Dataset Start Marker

//! Clients for the storage service under test.
//!
//! [`StorageClient`] is the seam between the benchmark and the wire protocol. Workers never hold
//! on to a client: for every call they check one out of the [`ClientPool`] and the returned
//! [`ClientGuard`] gives it back when dropped, on every exit path.

use std::fmt::Debug;
use std::ops::Deref;
use std::sync::Arc;
use std::sync::atomic::{AtomicUsize, Ordering};

use thiserror::Error;

use crate::error::{Error, Result};
use crate::generator::Payload;

pub mod http;
pub mod in_memory;

pub use http::S3Client;
pub use in_memory::InMemoryClient;

/// A type-erased [`StorageClient`] instance.
pub type BoxedClient = Arc<dyn StorageClient>;

/// Options for uploads.
#[derive(Clone, Debug, Default)]
pub struct PutOptions {
    /// The content type announced for the object.
    pub content_type: String,
}

/// Options for metadata lookups.
#[derive(Clone, Debug, Default)]
pub struct StatOptions {
    /// Looks up this specific version instead of the latest one.
    pub version_id: Option<String>,
}

/// The acknowledgement of a successful upload.
#[derive(Clone, Debug, PartialEq)]
pub struct PutResult {
    /// The version assigned by the service, if the bucket is versioned.
    pub version_id: Option<String>,
    /// The number of bytes the service accepted.
    pub size: u64,
}

/// An object version found when listing a bucket.
#[derive(Clone, Debug, PartialEq)]
pub struct ListedObject {
    /// The key of the object.
    pub key: String,
    /// The version, if the bucket is versioned.
    pub version_id: Option<String>,
}

/// Metadata of a stored object.
#[derive(Clone, Debug, PartialEq)]
pub struct ObjectStat {
    /// The size of the object in bytes.
    pub size: u64,
    /// The version of the object, if the bucket is versioned.
    pub version_id: Option<String>,
}

/// Operations a benchmark performs against the storage service.
///
/// Implementations must be cheap to share between workers. All calls may run concurrently.
#[async_trait::async_trait]
pub trait StorageClient: Debug + Send + Sync + 'static {
    /// Identifies the server instance this client talks to.
    fn endpoint(&self) -> &str;

    /// Creates the bucket, succeeding if it already exists.
    async fn create_bucket(&self, bucket: &str) -> StorageResult<()>;

    /// Enables versioning on the bucket, succeeding if it is already enabled.
    async fn enable_versioning(&self, bucket: &str) -> StorageResult<()>;

    /// Uploads `size` bytes from `payload` to the given key.
    async fn put_object(
        &self,
        bucket: &str,
        key: &str,
        payload: Payload,
        size: u64,
        opts: &PutOptions,
    ) -> StorageResult<PutResult>;

    /// Retrieves the metadata of the object at the given key.
    async fn stat_object(
        &self,
        bucket: &str,
        key: &str,
        opts: &StatOptions,
    ) -> StorageResult<ObjectStat>;

    /// Lists every object version stored in the bucket.
    async fn list_objects(&self, bucket: &str) -> StorageResult<Vec<ListedObject>>;

    /// Deletes the object at the given key, or only the given version of it.
    async fn delete_object(
        &self,
        bucket: &str,
        key: &str,
        version_id: Option<&str>,
    ) -> StorageResult<()>;
}

/// Errors returned by [`StorageClient`] calls.
#[derive(Debug, Error)]
pub enum StorageError {
    /// IO errors related to payload streaming.
    #[error("i/o error: {0}")]
    Io(#[from] std::io::Error),

    /// Network errors and errors raised by the HTTP client while sending a request.
    #[error("reqwest error: {context}")]
    Reqwest {
        /// What the client was doing.
        context: String,
        /// The underlying error.
        #[source]
        cause: reqwest::Error,
    },

    /// The service responded with an unexpected status code.
    #[error("{context}: unexpected status {status}")]
    Status {
        /// The request that failed.
        context: String,
        /// The HTTP status code of the response.
        status: u16,
    },

    /// The requested object or bucket does not exist.
    #[error("not found: {0}")]
    NotFound(String),

    /// Any other error, which might be specific to a client or to a certain operation.
    #[error("storage client error: {0}")]
    Generic(String),
}

/// Result type for storage client operations.
pub type StorageResult<T> = std::result::Result<T, StorageError>;

#[derive(Debug)]
struct Endpoint {
    client: BoxedClient,
    in_flight: AtomicUsize,
}

/// Hands out clients for one or more endpoints of the storage service.
///
/// Every checkout goes to the endpoint with the fewest calls in flight.
#[derive(Clone, Debug)]
pub struct ClientPool {
    endpoints: Arc<[Endpoint]>,
    next: Arc<AtomicUsize>,
}

impl ClientPool {
    /// Creates a pool over the given clients, one per endpoint.
    pub fn new(clients: Vec<BoxedClient>) -> Result<Self> {
        if clients.is_empty() {
            return Err(Error::InvalidConfig("no storage endpoints configured".into()));
        }

        let endpoints = clients
            .into_iter()
            .map(|client| Endpoint {
                client,
                in_flight: AtomicUsize::new(0),
            })
            .collect();

        Ok(Self {
            endpoints,
            next: Arc::new(AtomicUsize::new(0)),
        })
    }

    /// Creates a pool with a single endpoint.
    pub fn single(client: impl StorageClient) -> Self {
        Self {
            endpoints: Arc::new([Endpoint {
                client: Arc::new(client),
                in_flight: AtomicUsize::new(0),
            }]),
            next: Arc::new(AtomicUsize::new(0)),
        }
    }

    /// Returns the number of endpoints.
    pub fn endpoints(&self) -> usize {
        self.endpoints.len()
    }

    /// Checks out a client for a single call.
    ///
    /// The client is returned to the pool when the guard is dropped.
    pub fn checkout(&self) -> ClientGuard {
        let count = self.endpoints.len();
        // Rotate the starting point so that ties are spread over all endpoints.
        let offset = self.next.fetch_add(1, Ordering::Relaxed);

        let index = (0..count)
            .map(|i| (offset + i) % count)
            .min_by_key(|&i| self.endpoints[i].in_flight.load(Ordering::Relaxed))
            .unwrap_or(0);

        self.endpoints[index]
            .in_flight
            .fetch_add(1, Ordering::Relaxed);

        ClientGuard {
            endpoints: Arc::clone(&self.endpoints),
            index,
        }
    }

    /// Returns the number of calls currently in flight across all endpoints.
    pub fn in_flight(&self) -> usize {
        self.endpoints
            .iter()
            .map(|endpoint| endpoint.in_flight.load(Ordering::Relaxed))
            .sum()
    }
}

/// RAII guard for a checked out client.
///
/// Dropping the guard returns the client to its [`ClientPool`].
#[derive(Debug)]
pub struct ClientGuard {
    endpoints: Arc<[Endpoint]>,
    index: usize,
}

impl Deref for ClientGuard {
    type Target = dyn StorageClient;

    fn deref(&self) -> &Self::Target {
        self.endpoints[self.index].client.as_ref()
    }
}

impl Drop for ClientGuard {
    fn drop(&mut self) {
        self.endpoints[self.index]
            .in_flight
            .fetch_sub(1, Ordering::Relaxed);
    }
}

#[cfg(test)]
mod tests {
    use super::*;

    fn pool(n: usize) -> ClientPool {
        let clients = (0..n)
            .map(|i| Arc::new(InMemoryClient::new(format!("mem-{i}"))) as BoxedClient)
            .collect();
        ClientPool::new(clients).unwrap()
    }

    #[test]
    fn rejects_empty_pool() {
        assert!(ClientPool::new(vec![]).is_err());
    }

    #[test]
    fn checkout_spreads_over_endpoints() {
        let pool = pool(3);

        let a = pool.checkout();
        let b = pool.checkout();
        let c = pool.checkout();
        let mut endpoints = vec![a.endpoint(), b.endpoint(), c.endpoint()];
        endpoints.sort_unstable();
        assert_eq!(endpoints, vec!["mem-0", "mem-1", "mem-2"]);
        assert_eq!(pool.in_flight(), 3);
    }

    #[test]
    fn guard_releases_on_drop() {
        let pool = pool(2);

        let busy = pool.checkout();
        let busy_endpoint = busy.endpoint().to_owned();
        for _ in 0..4 {
            let guard = pool.checkout();
            assert_ne!(guard.endpoint(), busy_endpoint);
        }

        drop(busy);
        assert_eq!(pool.in_flight(), 0);
    }
}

Dataset End Marker

Exercise goal: Here the goal is to repeat each entry exactly.

Answer area:
//! Clients for the storage service under test.
//!
//! [`StorageClient`] is the seam between the benchmark and the wire protocol. Workers never hold
//! on to a client: for every call they check one out of the [`ClientPool`] and the returned
//! [`ClientGuard`] gives it back when dropped, on every exit path.

use std::fmt::Debug;
use std::ops::Deref;
use std::sync::Arc;
use std::sync::atomic::{AtomicUsize, Ordering};

use thiserror::Error;

use crate::error::{Error, Result};
use crate::generator::Payload;

pub mod http;
pub mod in_memory;

pub use http::S3Client;
pub use in_memory::InMemoryClient;

/// A type-erased [`StorageClient`] instance.
pub type BoxedClient = Arc<dyn StorageClient>;

/// Options for uploads.
#[derive(Clone, Debug, Default)]
pub struct PutOptions {
    /// The content type announced for the object.
    pub content_type: String,
}

/// Options for metadata lookups.
#[derive(Clone, Debug, Default)]
pub struct StatOptions {
    /// Looks up this specific version instead of the latest one.
    pub version_id: Option<String>,
}

/// The acknowledgement of a successful upload.
#[derive(Clone, Debug, PartialEq)]
pub struct PutResult {
    /// The version assigned by the service, if the bucket is versioned.
    pub version_id: Option<String>,
    /// The number of bytes the service accepted.
    pub size: u64,
}

/// An object version found when listing a bucket.
#[derive(Clone, Debug, PartialEq)]
pub struct ListedObject {
    /// The key of the object.
    pub key: String,
    /// The version, if the bucket is versioned.
    pub version_id: Option<String>,
}

/// Metadata of a stored object.
#[derive(Clone, Debug, PartialEq)]
pub struct ObjectStat {
    /// The size of the object in bytes.
    pub size: u64,
    /// The version of the object, if the bucket is versioned.
    pub version_id: Option<String>,
}

/// Operations a benchmark performs against the storage service.
///
/// Implementations must be cheap to share between workers. All calls may run concurrently.
#[async_trait::async_trait]
pub trait StorageClient: Debug + Send + Sync + 'static {
    /// Identifies the server instance this client talks to.
    fn endpoint(&self) -> &str;

    /// Creates the bucket, succeeding if it already exists.
    async fn create_bucket(&self, bucket: &str) -> StorageResult<()>;

    /// Enables versioning on the bucket, succeeding if it is already enabled.
    async fn enable_versioning(&self, bucket: &str) -> StorageResult<()>;

    /// Uploads `size` bytes from `payload` to the given key.
    async fn put_object(
        &self,
        bucket: &str,
        key: &str,
        payload: Payload,
        size: u64,
        opts: &PutOptions,
    ) -> StorageResult<PutResult>;

    /// Retrieves the metadata of the object at the given key.
    async fn stat_object(
        &self,
        bucket: &str,
        key: &str,
        opts: &StatOptions,
    ) -> StorageResult<ObjectStat>;

    /// Lists every object version stored in the bucket.
    async fn list_objects(&self, bucket: &str) -> StorageResult<Vec<ListedObject>>;

    /// Deletes the object at the given key, or only the given version of it.
    async fn delete_object(
        &self,
        bucket: &str,
        key: &str,
        version_id: Option<&str>,
    ) -> StorageResult<()>;
}

/// Errors returned by [`StorageClient`] calls.
#[derive(Debug, Error)]
pub enum StorageError {
    /// IO errors related to payload streaming.
    #[error("i/o error: {0}")]
    Io(#[from] std::io::Error),

    /// Network errors and errors raised by the HTTP client while sending a request.
    #[error("reqwest error: {context}")]
    Reqwest {
        /// What the client was doing.
        context: String,
        /// The underlying error.
        #[source]
        cause: reqwest::Error,
    },

    /// The service responded with an unexpected status code.
    #[error("{context}: unexpected status {status}")]
    Status {
        /// The request that failed.
        context: String,
        /// The HTTP status code of the response.
        status: u16,
    },

    /// The requested object or bucket does not exist.
    #[error("not found: {0}")]
    NotFound(String),

    /// Any other error, which might be specific to a client or to a certain operation.
    #[error("storage client error: {0}")]
    Generic(String),
}

/// Result type for storage client operations.
pub type StorageResult<T> = std::result::Result<T, StorageError>;

#[derive(Debug)]
struct Endpoint {
    client: BoxedClient,
    in_flight: AtomicUsize,
}

/// Hands out clients for one or more endpoints of the storage service.
///
/// Every checkout goes to the endpoint with the fewest calls in flight.
#[derive(Clone, Debug)]
pub struct ClientPool {
    endpoints: Arc<[Endpoint]>,
    next: Arc<AtomicUsize>,
}

impl ClientPool {
    /// Creates a pool over the given clients, one per endpoint.
    pub fn new(clients: Vec<BoxedClient>) -> Result<Self> {
        if clients.is_empty() {
            return Err(Error::InvalidConfig("no storage endpoints configured".into()));
        }

        let endpoints = clients
            .into_iter()
            .map(|client| Endpoint {
                client,
                in_flight: AtomicUsize::new(0),
            })
            .collect();

        Ok(Self {
            endpoints,
            next: Arc::new(AtomicUsize::new(0)),
        })
    }

    /// Creates a pool with a single endpoint.
    pub fn single(client: impl StorageClient) -> Self {
        Self {
            endpoints: Arc::new([Endpoint {
                client: Arc::new(client),
                in_flight: AtomicUsize::new(0),
            }]),
            next: Arc::new(AtomicUsize::new(0)),
        }
    }

    /// Returns the number of endpoints.
    pub fn endpoints(&self) -> usize {
        self.endpoints.len()
    }

    /// Checks out a client for a single call.
    ///
    /// The client is returned to the pool when the guard is dropped.
    pub fn checkout(&self) -> ClientGuard {
        let count = self.endpoints.len();
        // Rotate the starting point so that ties are spread over all endpoints.
        let offset = self.next.fetch_add(1, Ordering::Relaxed);

        let index = (0..count)
            .map(|i| (offset + i) % count)
            .min_by_key(|&i| self.endpoints[i].in_flight.load(Ordering::Relaxed))
            .unwrap_or(0);

        self.endpoints[index]
            .in_flight
            .fetch_add(1, Ordering::Relaxed);

        ClientGuard {
            endpoints: Arc::clone(&self.endpoints),
            index,
        }
    }

    /// Returns the number of calls currently in flight across all endpoints.
    pub fn in_flight(&self) -> usize {
        self.endpoints
            .iter()
            .map(|endpoint| endpoint.in_flight.load(Ordering::Relaxed))
            .sum()
    }
}

/// RAII guard for a checked out client.
///
/// Dropping the guard returns the client to its [`ClientPool`].
#[derive(Debug)]
pub struct ClientGuard {
    endpoints: Arc<[Endpoint]>,
    index: usize,
}

impl Deref for ClientGuard {
    type Target = dyn StorageClient;

    fn deref(&self) -> &Self::Target {
        self.endpoints[self.index].client.as_ref()
    }
}

impl Drop for ClientGuard {
    fn drop(&mut self) {
        self.endpoints[self.index]
            .in_flight
            .fetch_sub(1, Ordering::Relaxed);
    }
}

#[cfg(test)]
mod tests {
    use super::*;

    fn pool(n: usize) -> ClientPool {
        let clients = (0..n)
            .map(|i| Arc::new(InMemoryClient::new(format!("mem-{i}"))) as BoxedClient)
            .collect();
        ClientPool::new(clients).unwrap()
    }

    #[test]
    fn rejects_empty_pool() {
        assert!(ClientPool::new(vec![]).is_err());
    }

    #[test]
    fn checkout_spreads_over_endpoints() {
        let pool = pool(3);

        let a = pool.checkout();
        let b = pool.checkout();
        let c = pool.checkout();
        let mut endpoints = vec![a.endpoint(), b.endpoint(), c.endpoint()];
        endpoints.sort_unstable();
        assert_eq!(endpoints, vec!["mem-0", "mem-1", "mem-2"]);
        assert_eq!(pool.in_flight(), 3);
    }

    #[test]
    fn guard_releases_on_drop() {
        let pool = pool(2);

        let busy = pool.checkout();
        let busy_endpoint = busy.endpoint().to_owned();
        for _ in 0..4 {
            let guard = pool.checkout();
            assert_ne!(guard.endpoint(), busy_endpoint);
        }

        drop(busy);
        assert_eq!(pool.in_flight(), 0);
    }
}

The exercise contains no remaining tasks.